Fig. 1. Chromatogram of ethanolic extract

Neophytadiene is categorized as diterpenoid compound which is used in cigarette to give particular odor and flavor [11]. On the other side, propionic acid [12] and elemicin were reported to have bioactivity i.e. inhibited microbial growth. Elemicin was reported to have antibacterial activity [13] without any chronic citotoxicity was found for mice. However, its metabolite gave both favorable and adverse signs [14] .

Moreover, elimicin also appeared in GCMS results from petroleum ether (Fig.2.) and ethyl acetate (Fig. 4) extracts which was figured peak 31 and peak 27, respectively. Another phytochemical which showed positive bioactivity from petroleum extract (Fig. 3) was germacrene [15] in retention time of 23.342 while β-pinene [16] in retention time of 7.643 from the chromatogram of ethyl acetate extract.

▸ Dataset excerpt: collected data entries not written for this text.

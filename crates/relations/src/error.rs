//! Error types for the relation layer
//!
//! Boot-time errors (`MissingLocalKey`, `MissingForeignKey`) describe a schema
//! mismatch and are never retried. Query-time errors (`MissingSelectedKey`,
//! `MissingLocalKeyValue`) are caused by the caller's column selection and are
//! surfaced before anything is attached to a parent.

use thiserror::Error;

/// Result type alias for relation operations
pub type ModelResult<T> = Result<T, ModelError>;

/// Error types for relation and preload operations
#[derive(Debug, Clone, Error, PartialEq)]
pub enum ModelError {
    /// The resolved local key is not a declared field on the declaring model
    #[error("Missing local key '{key}' on model '{model}' for relation '{relation}'")]
    MissingLocalKey {
        model: String,
        relation: String,
        key: String,
    },

    /// The resolved foreign key is not a declared field on the related (or through) model
    #[error("Missing foreign key '{key}' on model '{model}' for relation '{relation}'")]
    MissingForeignKey {
        model: String,
        relation: String,
        key: String,
    },

    /// A batch query cannot group rows because its key column was not selected
    #[error("Cannot preload '{relation}': the key column '{key}' was excluded from the selected columns")]
    MissingSelectedKey { relation: String, key: String },

    /// A parent instance has no value for the key a relation needs
    #[error("Cannot preload '{relation}': value of '{model}.{key}' is undefined. Make sure '{key}' is selected")]
    MissingLocalKeyValue {
        model: String,
        relation: String,
        key: String,
    },

    /// Mutation is not defined for this relation kind
    #[error("Cannot save or create through '{relation}': {kind} relations are read-only")]
    RelationSaveUnsupported { relation: String, kind: String },

    /// A model name could not be resolved in the registry
    #[error("Model '{0}' is not registered")]
    UnknownModel(String),

    /// A relation name is not declared on the model
    #[error("Relation '{relation}' is not defined on model '{model}'")]
    UnknownRelation { model: String, relation: String },

    /// The requested connection name is not configured
    #[error("Connection '{0}' is not configured")]
    UnknownConnection(String),

    /// A dotted preload path is malformed or too deep
    #[error("Invalid preload path: {0}")]
    InvalidPreloadPath(String),

    /// Database connection or query error
    #[error("Database error: {0}")]
    Database(String),

    /// Query building error
    #[error("Query error: {0}")]
    Query(String),

    /// Serialization/deserialization error
    #[error("Serialization error: {0}")]
    Serialization(String),

    /// Configuration error
    #[error("Configuration error: {0}")]
    Configuration(String),

    /// Schema declaration error (invalid identifiers, duplicate columns)
    #[error("Schema error: {0}")]
    Schema(String),
}

impl ModelError {
    /// Returns true for errors detected while booting a relation
    pub fn is_boot_error(&self) -> bool {
        matches!(
            self,
            ModelError::MissingLocalKey { .. } | ModelError::MissingForeignKey { .. }
        )
    }
}

// Convert from sqlx errors
impl From<sqlx::Error> for ModelError {
    fn from(err: sqlx::Error) -> Self {
        ModelError::Database(err.to_string())
    }
}

// Convert from serde_json errors
impl From<serde_json::Error> for ModelError {
    fn from(err: serde_json::Error) -> Self {
        ModelError::Serialization(err.to_string())
    }
}

#[cfg(test)]
mod tests {
    use super::*;

    #[test]
    fn test_boot_errors_name_model_and_key() {
        let err = ModelError::MissingForeignKey {
            model: "Post".to_string(),
            relation: "posts".to_string(),
            key: "userId".to_string(),
        };
        let message = err.to_string();
        assert!(message.contains("Post"));
        assert!(message.contains("userId"));
        assert!(err.is_boot_error());
    }

    #[test]
    fn test_query_errors_are_not_boot_errors() {
        let err = ModelError::MissingLocalKeyValue {
            model: "User".to_string(),
            relation: "posts".to_string(),
            key: "id".to_string(),
        };
        assert!(!err.is_boot_error());
        assert!(err.to_string().contains("User.id"));
    }

    #[test]
    fn test_serde_error_conversion() {
        let err: ModelError = serde_json::from_str::<i64>("not a number").unwrap_err().into();
        assert!(matches!(err, ModelError::Serialization(_)));
    }
}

Fig. 3. Mass spectrum of elemicin and germacrene from extract of petroleum ether

Fig. 4. Chromatogram of ethyl acetate extract

From these results, it could be observed that several compounds extracted from red betel leaves were dissolved in several solvents in accordance with “like dissolve like” principle. Active compounds with more polar property were more likely to stay in ethanolic extract. However, previous studies have mentioned that many other active compounds such as flavonoid and alkaloid were also present in red betel leaves [6][17]. Yet, these were not able to be identified in this analysis based on extracts from the three solvents.

3.3. Evaluation of cytotoxicity test

Results from microscope observation in cytotoxicity test of ethanolic extract on HeLa cells figured that the dead cells in culture media were seen in blue color. At the same time, living cells in a culture media which was given with the extract was figured in white color. Living cells of HeLa as a control system was shown in Fig.5.

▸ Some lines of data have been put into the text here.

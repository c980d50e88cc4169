use thiserror::Error;

/// Error raised when a fed character cannot extend the value in progress.
///
/// Renders as `<description> at position <N>`, where `N` indexes the whole
/// accumulated buffer.
#[derive(Error, Debug, Clone, PartialEq, Eq)]
#[error("{source} at position {position}")]
pub struct ParserError {
    pub(crate) source: ErrorSource,
    /// Index of the last accepted character, `buffer length - 1`.
    ///
    /// Saturates at 0, so a rejected first character also reports 0; use
    /// [`StreamingReassembler::buffered_len`](crate::StreamingReassembler::buffered_len)
    /// to tell the two apart.
    pub position: usize,
}

impl ParserError {
    /// The structural error, if this is not an internal invariant failure.
    #[must_use]
    pub fn syntax_error(&self) -> Option<&SyntaxError> {
        match &self.source {
            ErrorSource::SyntaxError(err) => Some(err),
            ErrorSource::Internal(_) => None,
        }
    }

    /// Returns `true` if the dispatch core hit a broken invariant.
    #[must_use]
    pub fn is_internal(&self) -> bool {
        matches!(self.source, ErrorSource::Internal(_))
    }
}

/// Origin of a [`ParserError`].
#[derive(Error, Debug, Clone, PartialEq, Eq)]
pub enum ErrorSource {
    /// The character is invalid for the active context.
    #[error("{0}")]
    SyntaxError(#[from] SyntaxError),
    /// A handler ran without the frame it requires.
    #[error("internal error: {0}")]
    Internal(&'static str),
}

/// Structural errors, one per rejected grammar transition.
#[derive(Debug, Error, Clone, PartialEq, Eq)]
pub enum SyntaxError {
    /// No value can start with this character.
    #[error("unexpected '{0}', expected one of t, f, n, \", {{, [, -, 0-9")]
    ExpectedValue(char),
    /// A `true`, `false` or `null` literal was misspelled.
    #[error("unexpected '{found}', expected '{expected}' in '{literal}'")]
    LiteralMismatch {
        /// The character that was fed.
        found: char,
        /// The character the literal requires at this position.
        expected: char,
        /// The literal being matched.
        literal: &'static str,
    },
    /// The character is not allowed here.
    #[error("unexpected '{0}'")]
    UnexpectedCharacter(char),
    /// A number ended, or was continued, before it had its required digits.
    #[error("unexpected '{0}', expected a number")]
    ExpectedNumber(char),
    /// Two array elements were not separated by a comma.
    #[error("unexpected '{0}', expected ','")]
    ExpectedComma(char),
    /// An object member did not start with a quoted key.
    #[error("unexpected '{0}', expected '\"'")]
    ExpectedKey(char),
    /// An object key was not followed by a colon.
    #[error("unexpected '{0}', expected ':'")]
    ExpectedColon(char),
    /// Input ended inside a number that still needs digits.
    #[error("unexpected end of input, expected a number")]
    UnexpectedEndOfInput,
    /// Appending would grow the buffer past `ParserOptions::max_buffer_len`.
    #[error("buffer limit of {0} characters exceeded")]
    BufferLimitExceeded(usize),
    /// Pushing would nest past `ParserOptions::max_depth`.
    #[error("nesting limit of {0} frames exceeded")]
    DepthLimitExceeded(usize),
}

Fig. 5. HeLa cells under microscope with magnification of 100x as a control system which was untreated with ethanolic extract showing nearly all white color of cells

In order to investigate effect of the ethanolic extract on the HeLa cells in culture media, LC50 value from this experiment was

necessary to be determined. LC50 value would show concentration in which the extract causing dead of the cells by 50% of the

examined cells. Determination of LC50 value was performed based on the calculation of the dead and the living cells was shown in Table 1. Results from Probit analysis which was conducted by SPSS predicted that LC50 value of ethanolic extract from red

betel leaves was 0.81 + 0.26 mg/ml. This result showed that bioactive compounds in ethanolic extract of red betel leaves were potential to inhibit proliferation of HeLa cells.

Table 1. Calculation of living and dead cells in cytotoxicity tetst Extract concentration (mg/mL) Number of cells Living Dead Control cells 34666.67 - 2.500 1666.67 18166.67 2.250 3666.67 17166.67 2.000 6166.67 15666.67 1.750 8333.33 15000.00 1.500 1033.33 14333.33 1.250 12500.00 12500.00 1.000 14833.33 10833.33 0.750 17166.67 10000.00 0.500 19000.00 9166.67 0.250 22166.67 7666.67 0.125 25833.33 4666.67 4. Conclusion

Several studies have been performed concerning bioactive phytochemicals in red bêtel leaves that were potential for medicinal purposes. Most people in Indonesia consumed extract of red betel leaf by macerating it in hot water and drinking the water for diabetes and heart illness treatment. In this study, ethanolic extract from red betel leaves which was obtained by Soxhlet extraction was investigated. Several compounds in this extract were identified using GCMS i.e. neophytadiene, propionic acid and elemicin. Cytotoxicity study of this extract on HeLa cells showed that LC50 value predicted from this experiment was 0.81 +

0.26 mg/ml. This result figured phytochemical compounds in ethanolic extract of red betel leaves obtained via Soxhlet extraction were found to be potential in inhibiting proliferation of HeLa cells. However, further study concerning the separation of these bioactive compounds, bioactivities of each separated compound and their health risk during consumption must be further studied.